WORK ITEM: The entries below should be transcribed in their entirety, exactly as written.

Stored data:
'''

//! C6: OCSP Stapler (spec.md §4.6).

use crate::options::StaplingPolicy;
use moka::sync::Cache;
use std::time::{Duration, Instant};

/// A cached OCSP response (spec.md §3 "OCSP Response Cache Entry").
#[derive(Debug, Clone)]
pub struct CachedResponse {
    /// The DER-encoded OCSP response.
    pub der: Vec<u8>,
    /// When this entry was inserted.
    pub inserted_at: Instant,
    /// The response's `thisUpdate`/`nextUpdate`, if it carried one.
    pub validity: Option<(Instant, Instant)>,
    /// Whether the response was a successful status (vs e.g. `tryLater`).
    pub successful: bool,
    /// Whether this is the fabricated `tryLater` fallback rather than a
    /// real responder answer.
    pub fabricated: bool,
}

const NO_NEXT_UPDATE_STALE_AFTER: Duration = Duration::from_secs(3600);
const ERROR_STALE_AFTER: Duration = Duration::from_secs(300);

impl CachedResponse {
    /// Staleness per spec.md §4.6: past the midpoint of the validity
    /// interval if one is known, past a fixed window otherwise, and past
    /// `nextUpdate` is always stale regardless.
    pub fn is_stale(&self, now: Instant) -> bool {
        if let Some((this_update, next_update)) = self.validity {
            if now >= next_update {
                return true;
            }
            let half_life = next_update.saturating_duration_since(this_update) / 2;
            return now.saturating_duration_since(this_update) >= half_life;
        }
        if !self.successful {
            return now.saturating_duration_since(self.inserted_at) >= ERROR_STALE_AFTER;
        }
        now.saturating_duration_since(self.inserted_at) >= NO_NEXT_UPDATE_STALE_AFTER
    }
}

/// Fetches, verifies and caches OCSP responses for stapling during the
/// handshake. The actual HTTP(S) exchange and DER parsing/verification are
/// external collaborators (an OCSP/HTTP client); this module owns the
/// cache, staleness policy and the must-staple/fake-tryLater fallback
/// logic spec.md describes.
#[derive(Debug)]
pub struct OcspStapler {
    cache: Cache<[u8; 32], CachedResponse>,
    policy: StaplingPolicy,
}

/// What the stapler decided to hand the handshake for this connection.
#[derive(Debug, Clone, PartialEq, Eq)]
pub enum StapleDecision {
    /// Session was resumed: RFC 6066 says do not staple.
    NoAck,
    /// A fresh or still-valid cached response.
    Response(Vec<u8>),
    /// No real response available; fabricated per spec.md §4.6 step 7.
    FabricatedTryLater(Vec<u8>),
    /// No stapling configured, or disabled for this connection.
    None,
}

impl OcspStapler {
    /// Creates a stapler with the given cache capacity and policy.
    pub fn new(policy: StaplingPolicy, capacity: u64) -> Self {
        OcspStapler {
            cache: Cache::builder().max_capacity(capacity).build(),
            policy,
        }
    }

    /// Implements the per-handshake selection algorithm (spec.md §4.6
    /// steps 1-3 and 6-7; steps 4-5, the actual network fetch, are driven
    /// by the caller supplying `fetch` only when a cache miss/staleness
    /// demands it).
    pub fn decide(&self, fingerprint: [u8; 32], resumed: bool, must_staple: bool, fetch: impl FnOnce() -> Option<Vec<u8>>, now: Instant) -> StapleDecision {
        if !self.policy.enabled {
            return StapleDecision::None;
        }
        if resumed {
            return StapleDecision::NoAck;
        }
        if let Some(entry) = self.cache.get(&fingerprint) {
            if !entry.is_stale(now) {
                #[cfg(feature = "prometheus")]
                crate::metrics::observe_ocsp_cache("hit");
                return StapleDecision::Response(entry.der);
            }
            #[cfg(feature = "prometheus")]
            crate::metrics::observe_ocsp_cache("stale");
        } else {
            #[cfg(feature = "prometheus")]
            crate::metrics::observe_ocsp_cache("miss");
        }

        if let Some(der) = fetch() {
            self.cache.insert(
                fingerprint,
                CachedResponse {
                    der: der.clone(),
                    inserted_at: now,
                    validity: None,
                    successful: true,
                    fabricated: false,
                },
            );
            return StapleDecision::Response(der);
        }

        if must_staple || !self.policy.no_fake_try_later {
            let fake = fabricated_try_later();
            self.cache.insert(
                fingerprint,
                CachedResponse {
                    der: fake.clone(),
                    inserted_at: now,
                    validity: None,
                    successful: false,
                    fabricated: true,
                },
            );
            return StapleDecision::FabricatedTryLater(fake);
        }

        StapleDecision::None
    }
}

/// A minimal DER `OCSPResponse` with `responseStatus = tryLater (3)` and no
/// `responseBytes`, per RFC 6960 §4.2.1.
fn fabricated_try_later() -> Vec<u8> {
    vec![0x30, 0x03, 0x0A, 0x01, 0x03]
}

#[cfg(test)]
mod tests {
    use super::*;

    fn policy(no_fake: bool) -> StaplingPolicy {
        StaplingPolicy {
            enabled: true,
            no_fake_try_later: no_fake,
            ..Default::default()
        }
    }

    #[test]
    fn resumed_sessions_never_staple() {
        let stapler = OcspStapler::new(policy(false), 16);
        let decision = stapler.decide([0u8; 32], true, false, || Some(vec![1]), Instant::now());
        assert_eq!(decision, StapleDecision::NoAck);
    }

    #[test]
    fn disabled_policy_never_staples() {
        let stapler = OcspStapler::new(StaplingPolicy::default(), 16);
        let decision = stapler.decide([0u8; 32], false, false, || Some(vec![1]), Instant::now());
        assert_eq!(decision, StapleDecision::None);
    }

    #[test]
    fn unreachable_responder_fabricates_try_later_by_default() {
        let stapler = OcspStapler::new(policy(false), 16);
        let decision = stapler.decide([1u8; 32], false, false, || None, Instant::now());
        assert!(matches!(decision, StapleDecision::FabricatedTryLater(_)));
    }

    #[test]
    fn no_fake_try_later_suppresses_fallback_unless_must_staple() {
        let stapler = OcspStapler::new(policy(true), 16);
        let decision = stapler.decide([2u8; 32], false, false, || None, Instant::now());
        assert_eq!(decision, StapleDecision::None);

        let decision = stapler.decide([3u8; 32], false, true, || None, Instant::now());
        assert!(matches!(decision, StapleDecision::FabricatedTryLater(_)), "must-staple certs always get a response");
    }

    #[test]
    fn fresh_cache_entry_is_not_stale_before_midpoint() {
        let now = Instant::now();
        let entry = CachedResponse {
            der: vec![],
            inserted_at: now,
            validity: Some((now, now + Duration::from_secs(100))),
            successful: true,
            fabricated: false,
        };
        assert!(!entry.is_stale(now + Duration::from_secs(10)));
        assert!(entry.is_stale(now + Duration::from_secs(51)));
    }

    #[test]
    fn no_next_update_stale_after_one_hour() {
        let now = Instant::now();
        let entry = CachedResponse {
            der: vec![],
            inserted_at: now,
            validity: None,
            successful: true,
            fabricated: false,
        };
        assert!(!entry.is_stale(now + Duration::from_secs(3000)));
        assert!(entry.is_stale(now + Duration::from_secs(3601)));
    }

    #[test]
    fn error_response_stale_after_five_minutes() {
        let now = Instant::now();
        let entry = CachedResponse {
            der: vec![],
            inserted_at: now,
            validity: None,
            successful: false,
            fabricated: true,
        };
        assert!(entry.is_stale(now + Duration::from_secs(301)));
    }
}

'''

TASK ANSWER:
//! C6: OCSP Stapler (spec.md §4.6).

use crate::options::StaplingPolicy;
use moka::sync::Cache;
use std::time::{Duration, Instant};

/// A cached OCSP response (spec.md §3 "OCSP Response Cache Entry").
#[derive(Debug, Clone)]
pub struct CachedResponse {
    /// The DER-encoded OCSP response.
    pub der: Vec<u8>,
    /// When this entry was inserted.
    pub inserted_at: Instant,
    /// The response's `thisUpdate`/`nextUpdate`, if it carried one.
    pub validity: Option<(Instant, Instant)>,
    /// Whether the response was a successful status (vs e.g. `tryLater`).
    pub successful: bool,
    /// Whether this is the fabricated `tryLater` fallback rather than a
    /// real responder answer.
    pub fabricated: bool,
}

const NO_NEXT_UPDATE_STALE_AFTER: Duration = Duration::from_secs(3600);
const ERROR_STALE_AFTER: Duration = Duration::from_secs(300);

impl CachedResponse {
    /// Staleness per spec.md §4.6: past the midpoint of the validity
    /// interval if one is known, past a fixed window otherwise, and past
    /// `nextUpdate` is always stale regardless.
    pub fn is_stale(&self, now: Instant) -> bool {
        if let Some((this_update, next_update)) = self.validity {
            if now >= next_update {
                return true;
            }
            let half_life = next_update.saturating_duration_since(this_update) / 2;
            return now.saturating_duration_since(this_update) >= half_life;
        }
        if !self.successful {
            return now.saturating_duration_since(self.inserted_at) >= ERROR_STALE_AFTER;
        }
        now.saturating_duration_since(self.inserted_at) >= NO_NEXT_UPDATE_STALE_AFTER
    }
}

/// Fetches, verifies and caches OCSP responses for stapling during the
/// handshake. The actual HTTP(S) exchange and DER parsing/verification are
/// external collaborators (an OCSP/HTTP client); this module owns the
/// cache, staleness policy and the must-staple/fake-tryLater fallback
/// logic spec.md describes.
#[derive(Debug)]
pub struct OcspStapler {
    cache: Cache<[u8; 32], CachedResponse>,
    policy: StaplingPolicy,
}

/// What the stapler decided to hand the handshake for this connection.
#[derive(Debug, Clone, PartialEq, Eq)]
pub enum StapleDecision {
    /// Session was resumed: RFC 6066 says do not staple.
    NoAck,
    /// A fresh or still-valid cached response.
    Response(Vec<u8>),
    /// No real response available; fabricated per spec.md §4.6 step 7.
    FabricatedTryLater(Vec<u8>),
    /// No stapling configured, or disabled for this connection.
    None,
}

impl OcspStapler {
    /// Creates a stapler with the given cache capacity and policy.
    pub fn new(policy: StaplingPolicy, capacity: u64) -> Self {
        OcspStapler {
            cache: Cache::builder().max_capacity(capacity).build(),
            policy,
        }
    }

    /// Implements the per-handshake selection algorithm (spec.md §4.6
    /// steps 1-3 and 6-7; steps 4-5, the actual network fetch, are driven
    /// by the caller supplying `fetch` only when a cache miss/staleness
    /// demands it).
    pub fn decide(&self, fingerprint: [u8; 32], resumed: bool, must_staple: bool, fetch: impl FnOnce() -> Option<Vec<u8>>, now: Instant) -> StapleDecision {
        if !self.policy.enabled {
            return StapleDecision::None;
        }
        if resumed {
            return StapleDecision::NoAck;
        }
        if let Some(entry) = self.cache.get(&fingerprint) {
            if !entry.is_stale(now) {
                #[cfg(feature = "prometheus")]
                crate::metrics::observe_ocsp_cache("hit");
                return StapleDecision::Response(entry.der);
            }
            #[cfg(feature = "prometheus")]
            crate::metrics::observe_ocsp_cache("stale");
        } else {
            #[cfg(feature = "prometheus")]
            crate::metrics::observe_ocsp_cache("miss");
        }

        if let Some(der) = fetch() {
            self.cache.insert(
                fingerprint,
                CachedResponse {
                    der: der.clone(),
                    inserted_at: now,
                    validity: None,
                    successful: true,
                    fabricated: false,
                },
            );
            return StapleDecision::Response(der);
        }

        if must_staple || !self.policy.no_fake_try_later {
            let fake = fabricated_try_later();
            self.cache.insert(
                fingerprint,
                CachedResponse {
                    der: fake.clone(),
                    inserted_at: now,
                    validity: None,
                    successful: false,
                    fabricated: true,
                },
            );
            return StapleDecision::FabricatedTryLater(fake);
        }

        StapleDecision::None
    }
}

/// A minimal DER `OCSPResponse` with `responseStatus = tryLater (3)` and no
/// `responseBytes`, per RFC 6960 §4.2.1.
fn fabricated_try_later() -> Vec<u8> {
    vec![0x30, 0x03, 0x0A, 0x01, 0x03]
}

#[cfg(test)]
mod tests {
    use super::*;

    fn policy(no_fake: bool) -> StaplingPolicy {
        StaplingPolicy {
            enabled: true,
            no_fake_try_later: no_fake,
            ..Default::default()
        }
    }

    #[test]
    fn resumed_sessions_never_staple() {
        let stapler = OcspStapler::new(policy(false), 16);
        let decision = stapler.decide([0u8; 32], true, false, || Some(vec![1]), Instant::now());
        assert_eq!(decision, StapleDecision::NoAck);
    }

    #[test]
    fn disabled_policy_never_staples() {
        let stapler = OcspStapler::new(StaplingPolicy::default(), 16);
        let decision = stapler.decide([0u8; 32], false, false, || Some(vec![1]), Instant::now());
        assert_eq!(decision, StapleDecision::None);
    }

    #[test]
    fn unreachable_responder_fabricates_try_later_by_default() {
        let stapler = OcspStapler::new(policy(false), 16);
        let decision = stapler.decide([1u8; 32], false, false, || None, Instant::now());
        assert!(matches!(decision, StapleDecision::FabricatedTryLater(_)));
    }

    #[test]
    fn no_fake_try_later_suppresses_fallback_unless_must_staple() {
        let stapler = OcspStapler::new(policy(true), 16);
        let decision = stapler.decide([2u8; 32], false, false, || None, Instant::now());
        assert_eq!(decision, StapleDecision::None);

        let decision = stapler.decide([3u8; 32], false, true, || None, Instant::now());
        assert!(matches!(decision, StapleDecision::FabricatedTryLater(_)), "must-staple certs always get a response");
    }

    #[test]
    fn fresh_cache_entry_is_not_stale_before_midpoint() {
        let now = Instant::now();
        let entry = CachedResponse {
            der: vec![],
            inserted_at: now,
            validity: Some((now, now + Duration::from_secs(100))),
            successful: true,
            fabricated: false,
        };
        assert!(!entry.is_stale(now + Duration::from_secs(10)));
        assert!(entry.is_stale(now + Duration::from_secs(51)));
    }

    #[test]
    fn no_next_update_stale_after_one_hour() {
        let now = Instant::now();
        let entry = CachedResponse {
            der: vec![],
            inserted_at: now,
            validity: None,
            successful: true,
            fabricated: false,
        };
        assert!(!entry.is_stale(now + Duration::from_secs(3000)));
        assert!(entry.is_stale(now + Duration::from_secs(3601)));
    }

    #[test]
    fn error_response_stale_after_five_minutes() {
        let now = Instant::now();
        let entry = CachedResponse {
            der: vec![],
            inserted_at: now,
            validity: None,
            successful: false,
            fabricated: true,
        };
        assert!(entry.is_stale(now + Duration::from_secs(301)));
    }
}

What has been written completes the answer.